Valentina Sergeévna se leva.
Sans un mot.
Elle ne pleura pas.
Elle ne s’excusa pas.
Elle se contenta de dire :
«Alors considère-toi comme mort pour nous.»
Svetlana s’assit et sourit.
Un sourire pleinement humain.
Sans moquerie.
« Oh, voyons. Tu me l’as déjà dit. Deux fois, en fait. Mais tu sais quoi ? On ne meurt pas parce que quelqu’un cesse de vous considérer comme un membre de la famille. Mais quand une personne cesse de se considérer comme un être humain—oui. Ça, ça peut te tuer. Lentement. »

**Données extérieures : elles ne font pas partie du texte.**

impl KsmService {
    /// Creates a service with an empty table.
    pub fn new(
        config: KsmConfig,
        frames: Box<dyn FrameAllocator>,
        table_factory: Box<dyn PageTableFactory>,
        ticks: Box<dyn TickSource>,
    ) -> Self {
        let slots = (0..config.n_seg).map(|_| Slot::Empty).collect();
        Self {
            table: Mutex::new(KsmTable {
                slots,
                t_delete: alloc::vec![0; config.n_seg],
                total_segments: 0,
                total_shared_pages: 0,
            }),
            frames: Mutex::new(frames),
            table_factory,
            ticks,
            config,
        }
    }

    fn index_of(&self, handle: Handle) -> Result<usize> {
        if handle == 0 || handle > self.config.n_seg {
            return Err(Error::Kernel(KernelError::BadHandle));
        }
        Ok(handle - 1)
    }

    /// Number of physical pages currently backing live segments, across
    /// every process (the `pgused` companion call).
    pub fn pages_in_use(&self) -> usize {
        self.table.lock().total_shared_pages
    }

    /// Number of segments currently live in the table.
    pub fn total_segments(&self) -> usize {
        self.table.lock().total_segments
    }

    /// Looks up (or creates) the segment named by `key`.
    ///
    /// `size == 0` means "look up only": an existing segment is returned
    /// without stamping eligibility forward beyond the lookup itself, and
    /// a missing key is `NOT_CREATED` rather than `NOT_AVAILABLE`.
    pub fn get(
        &self,
        proc: &mut ProcessKsmState,
        pid: Pid,
        key: i64,
        size: usize,
    ) -> Result<Handle> {
        if key <= 0 {
            return Err(Error::Kernel(KernelError::BadKey));
        }
        if size > self.config.seg_maxsz {
            return Err(Error::Kernel(KernelError::WrongSize));
        }

        let mut table = self.table.lock();

        let mut empty_idx: Option<usize> = None;
        let mut match_idx: Option<usize> = None;
        for i in 0..table.slots.len() {
            match &table.slots[i] {
                Slot::Empty => {
                    if empty_idx.is_none() {
                        empty_idx = Some(i);
                    }
                }
                // A slot pending deletion is invisible to get(): it isn't a
                // free slot (its key is logically TO_BE_DELETED, not 0) and
                // it isn't a live match either, matching spec Invariant 1.
                Slot::PendingDelete(_) => {}
                Slot::Live(seg) => {
                    if seg.key == key {
                        match_idx = Some(i);
                        break;
                    }
                }
            }
        }

        if let Some(i) = match_idx {
            let seg_size = match &table.slots[i] {
                Slot::Live(seg) => seg.size_bytes,
                Slot::Empty | Slot::PendingDelete(_) => {
                    unreachable!("match_idx only set for live slots")
                }
            };
            return if size == 0 || size == seg_size {
                proc.get_time[i] = self.ticks.now();
                Ok(i + 1)
            } else {
                Err(Error::Kernel(KernelError::KeyTaken))
            };
        }

        let Some(i) = empty_idx else {
            return Err(Error::Kernel(KernelError::NotAvailable));
        };

        if size == 0 {
            return Err(Error::Kernel(KernelError::NotCreated));
        }

        let page_count = size.div_ceil(self.config.page_size);
        let mut backing = self.table_factory.create();
        let mut allocated: Vec<PhysAddr> = Vec::with_capacity(page_count);

        let alloc_result: Result<()> = (|| {
            let mut frames = self.frames.lock();
            for p in 0..page_count {
                let frame = frames.alloc_frame()?;
                allocated.push(frame);
                backing.map_page(p * self.config.page_size, frame, MemoryProtection::Write)?;
            }
            Ok(())
        })();

        if alloc_result.is_err() {
            let mut frames = self.frames.lock();
            for frame in allocated {
                let _ = frames.free_frame(frame);
            }
            return Err(Error::Kernel(KernelError::MemoryFull));
        }

        let now = self.ticks.now();
        table.slots[i] = Slot::Live(LiveSegment {
            key,
            backing,
            size_bytes: size,
            creator_pid: pid,
            last_modifier_pid: pid,
            attach_count: 0,
            t_attach: 0,
            t_detach: 0,
        });
        table.total_segments += 1;
        table.total_shared_pages += page_count;
        proc.get_time[i] = now;

        Ok(i + 1)
    }

    /// Decrements a slot's `attach_count` and, if it was pending deletion
    /// and just reached zero, tears it down. Must be called with
    /// `table` already locked.
    fn dec_attach_and_maybe_destroy(&self, table: &mut KsmTable, idx: usize) {
        let now_pending = matches!(table.slots[idx], Slot::PendingDelete(_));
        let attach_count = match &mut table.slots[idx] {
            Slot::Live(seg) | Slot::PendingDelete(seg) => {
                seg.attach_count -= 1;
                seg.attach_count
            }
            Slot::Empty => return,
        };
        if now_pending && attach_count == 0 {
            self.destroy_locked(table, idx);
        }
    }

    /// Frees a slot's backing frames and marks it empty. Must be called
    /// with `table` already locked.
    fn destroy_locked(&self, table: &mut KsmTable, idx: usize) {
        let slot = core::mem::replace(&mut table.slots[idx], Slot::Empty);
        if let Slot::Live(seg) | Slot::PendingDelete(seg) = slot {
            let page_count = seg.size_bytes.div_ceil(self.config.page_size);
            let mut frames = self.frames.lock();
            for p in 0..page_count {
                let va = p * self.config.page_size;
                if let Some(phys) = seg.backing.translate(va) {
                    let _ = frames.free_frame(phys);
                }
            }
            drop(frames);
            table.total_segments -= 1;
            table.total_shared_pages -= page_count;
        }
        table.t_delete[idx] = self.ticks.now();
    }

    /// Maps `handle`'s segment into `dest` at a virtual address this
    /// process chooses, returning the bottom of the new mapping. Attaching
    /// a handle this process is already attached to is idempotent and
    /// returns the existing bottom without touching `attach_count`.
    pub fn attach(
        &self,
        proc: &mut ProcessKsmState,
        dest: &mut dyn PageTable,
        pid: Pid,
        handle: Handle,
        writable: bool,
    ) -> Result<VirtAddr> {
        let idx = self.index_of(handle)?;

        if let Some(existing) = proc.attach[idx] {
            return Ok(existing.bottom);
        }

        let page_count;
        {
            let mut table = self.table.lock();
            match &table.slots[idx] {
                Slot::Empty => return Err(Error::Kernel(KernelError::NotCreated)),
                Slot::Live(seg) | Slot::PendingDelete(seg) => {
                    if proc.get_time[idx] <= table.t_delete[idx] {
                        return Err(Error::Kernel(KernelError::NotEligible));
                    }
                    page_count = seg.size_bytes.div_ceil(self.config.page_size);
                }
            }
            match &mut table.slots[idx] {
                Slot::Live(seg) | Slot::PendingDelete(seg) => seg.attach_count += 1,
                Slot::Empty => unreachable!(),
            }
        }

        let bound_pages = (self.config.user_top.saturating_sub(proc.data_break)) / self.config.page_size;
        let bottom = match proc
            .free_bitmap
            .reserve_run(page_count, bound_pages.min(proc.free_bitmap.capacity_pages()))
        {
            Some(addr) => addr,
            None => {
                let mut table = self.table.lock();
                self.dec_attach_and_maybe_destroy(&mut table, idx);
                return Err(Error::Kernel(KernelError::UserMemoryFull));
            }
        };

        {
            let mut table = self.table.lock();
            let prot = if writable {
                MemoryProtection::Write
            } else {
                MemoryProtection::Read
            };
            let copy_result: Result<()> = (|| -> Result<()> {
                match &table.slots[idx] {
                    Slot::Live(seg) | Slot::PendingDelete(seg) => {
                        for p in 0..page_count {
                            let src_va = p * self.config.page_size;
                            if let Some(phys) = seg.backing.translate(src_va) {
                                dest.map_page(bottom + src_va, phys, prot)?;
                            }
                        }
                    }
                    Slot::Empty => unreachable!(),
                }
                Ok(())
            })();

            if copy_result.is_err() {
                for p in 0..page_count {
                    let _ = dest.unmap_page(bottom + p * self.config.page_size);
                }
                proc.free_bitmap.release_run(bottom, page_count);
                self.dec_attach_and_maybe_destroy(&mut table, idx);
                return Err(copy_result.unwrap_err());
            }

            match &mut table.slots[idx] {
                Slot::Live(seg) | Slot::PendingDelete(seg) => {
                    seg.last_modifier_pid = pid;
                    seg.t_attach = self.ticks.now();
                }
                Slot::Empty => unreachable!(),
            }
        }

        if bottom < proc.lowest_attached {
            proc.lowest_attached = bottom;
        }
        proc.attach[idx] = Some(Attachment { bottom, page_count });

        Ok(bottom)
    }

    /// Unmaps `handle`'s attachment from `dest` and releases the
    /// corresponding run in the process's free-VA bitmap.
    pub fn detach(
        &self,
        proc: &mut ProcessKsmState,
        dest: &mut dyn PageTable,
        pid: Pid,
        handle: Handle,
    ) -> Result<()> {
        let idx = self.index_of(handle)?;
        let att = proc.attach[idx]
            .take()
            .ok_or(Error::Kernel(KernelError::WrongDetach))?;

        for p in 0..att.page_count {
            let _ = dest.unmap_page(att.bottom + p * self.config.page_size);
        }
        proc.free_bitmap.release_run(att.bottom, att.page_count);

        if proc.lowest_attached == att.bottom {
            proc.lowest_attached = proc
                .attach
                .iter()
                .flatten()
                .map(|a| a.bottom)
                .min()
                .unwrap_or(self.config.user_top);
        }

        let mut table = self.table.lock();
        match &mut table.slots[idx] {
            Slot::Empty => return Err(Error::Kernel(KernelError::NotCreated)),
            Slot::Live(seg) | Slot::PendingDelete(seg) => {
                seg.last_modifier_pid = pid;
                seg.t_detach = self.ticks.now();
            }
        }
        self.dec_attach_and_maybe_destroy(&mut table, idx);
        Ok(())
    }

    /// Marks `handle`'s segment for deletion. Torn down immediately if no
    /// process is currently attached, otherwise once the last attachment
    /// detaches or its owning process exits.
    pub fn delete(&self, proc: &ProcessKsmState, handle: Handle) -> Result<()> {
        let idx = self.index_of(handle)?;
        let mut table = self.table.lock();
        match &table.slots[idx] {
            Slot::Empty => return Err(Error::Kernel(KernelError::NotCreated)),
            Slot::Live(_) | Slot::PendingDelete(_) => {
                if proc.get_time[idx] <= table.t_delete[idx] {
                    return Err(Error::Kernel(KernelError::NotEligible));
                }
            }
        }

        let slot = core::mem::replace(&mut table.slots[idx], Slot::Empty);
        let seg = match slot {
            Slot::Live(seg) | Slot::PendingDelete(seg) => seg,
            Slot::Empty => unreachable!(),
        };
        let attach_count = seg.attach_count;
        table.slots[idx] = Slot::PendingDelete(seg);
        if attach_count == 0 {
            self.destroy_locked(&mut table, idx);
        }
        Ok(())
    }

    /// Returns bookkeeping for `handle`, as seen by this process.
    pub fn info(&self, proc: &ProcessKsmState, handle: Handle) -> Result<KsmInfo> {
        let idx = self.index_of(handle)?;
        let table = self.table.lock();
        match &table.slots[idx] {
            Slot::Empty => Err(Error::Kernel(KernelError::NotCreated)),
            Slot::Live(seg) | Slot::PendingDelete(seg) => {
                if proc.get_time[idx] <= table.t_delete[idx] {
                    return Err(Error::Kernel(KernelError::NotEligible));
                }
                Ok(KsmInfo {
                    size_bytes: seg.size_bytes,
                    creator_pid: seg.creator_pid,
                    last_modifier_pid: seg.last_modifier_pid,
                    attach_count: seg.attach_count,
                    get_time: proc.get_time[idx],
                    t_attach: seg.t_attach,
                    t_detach: seg.t_detach,
                    t_delete: table.t_delete[idx],
                    total_segments: table.total_segments,
                    total_shared_pages: table.total_shared_pages,
                })
            }
        }
    }

    /// Called when a process forks: every segment the parent has
    /// attached gains one more attacher, inherited by the child at the
    /// same virtual addresses (the child's address space is itself a
    /// copy of the parent's, made by the caller).
    pub fn fork_hook(&self, parent: &ProcessKsmState, child_pid: Pid) -> ProcessKsmState {
        let child = ProcessKsmState {
            attach: parent.attach.clone(),
            get_time: parent.get_time.clone(),
            free_bitmap: parent.free_bitmap.clone(),
            lowest_attached: parent.lowest_attached,
            data_break: parent.data_break,
        };

        let mut table = self.table.lock();
        for (idx, attachment) in child.attach.iter().enumerate() {
            if attachment.is_some() {
                if let Slot::Live(seg) | Slot::PendingDelete(seg) = &mut table.slots[idx] {
                    seg.attach_count += 1;
                    seg.last_modifier_pid = child_pid;
                    seg.t_attach = self.ticks.now();
                }
            }
        }

        child
    }

    /// Called when a process exits: every attachment it still held is
    /// released without touching its (about to be destroyed) page table.
    pub fn exit_hook(&self, proc: &mut ProcessKsmState) {
        let mut table = self.table.lock();
        for idx in 0..proc.attach.len() {
            if proc.attach[idx].take().is_some() {
                self.dec_attach_and_maybe_destroy(&mut table, idx);
            }
        }
    }
}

Plus tard dans la soirée, le téléphone sonna dans l’appartement.
Le vieux téléphone fixe que Svetlana n’avait jamais débranché par habitude.
« Allô ? »
« Sveta, salut. C’est… Anya. »
« Je t’écoute. »
« Je voulais… Non, écoute, sérieusement. Je ne savais pas que ça allait si mal entre vous deux. Mishka est avec Oleg. À la maison de campagne. Il est dans un état lamentable. Il dit que tu le hais. »
« Et ça t’étonne ? »
« Tu sais… J’ai été une connasse. Je m’en rends compte maintenant. Pas immédiatement, mais maintenant oui. Tu es plus forte que nous tous. Et… je suis désolée. Vraiment. Je voulais te dire que si tu décides de lui pardonner, ne te précipite pas. Vérifie s’il a vraiment changé. Même d’un millimètre. Et s’il ne l’a pas fait, ne le reprends pas. Tu as déjà réussi beaucoup toute seule. N’abandonne pas ça. »
Svetlana resta silencieuse.
Puis elle demanda :
« C’est toi qui as trouvé ça ? Ou c’est ta mère qui t’a dit de le dire ? »
« Moi. Maman fait l’inverse—elle crie maintenant que tu es notre ennemie. Je suis juste… fatiguée de faire semblant que tout va bien dans notre famille. Merci d’avoir arraché les masques. »
Et elle raccrocha.
Un mois passa.
Le divorce devint officiel.
La boutique s’agrandit.
Svetlana loua une deuxième salle de vente et commença à vendre aussi des accessoires et des chaussures.
Et le soir, après la fermeture, elle s’asseyait à la fenêtre avec une tasse de thé et regardait les toits de Moscou.
Et elle se disait qu’il n’est pas forcément nécessaire d’avoir quelqu’un à ses côtés pour se sentir entière.
Parfois, pour se sentir vivant, il suffit enfin de se choisir soi-même.
Et tu sais quoi ?
La solitude n’est pas le vide.
C’est une pause.
Avant que la nouvelle musique ne commence.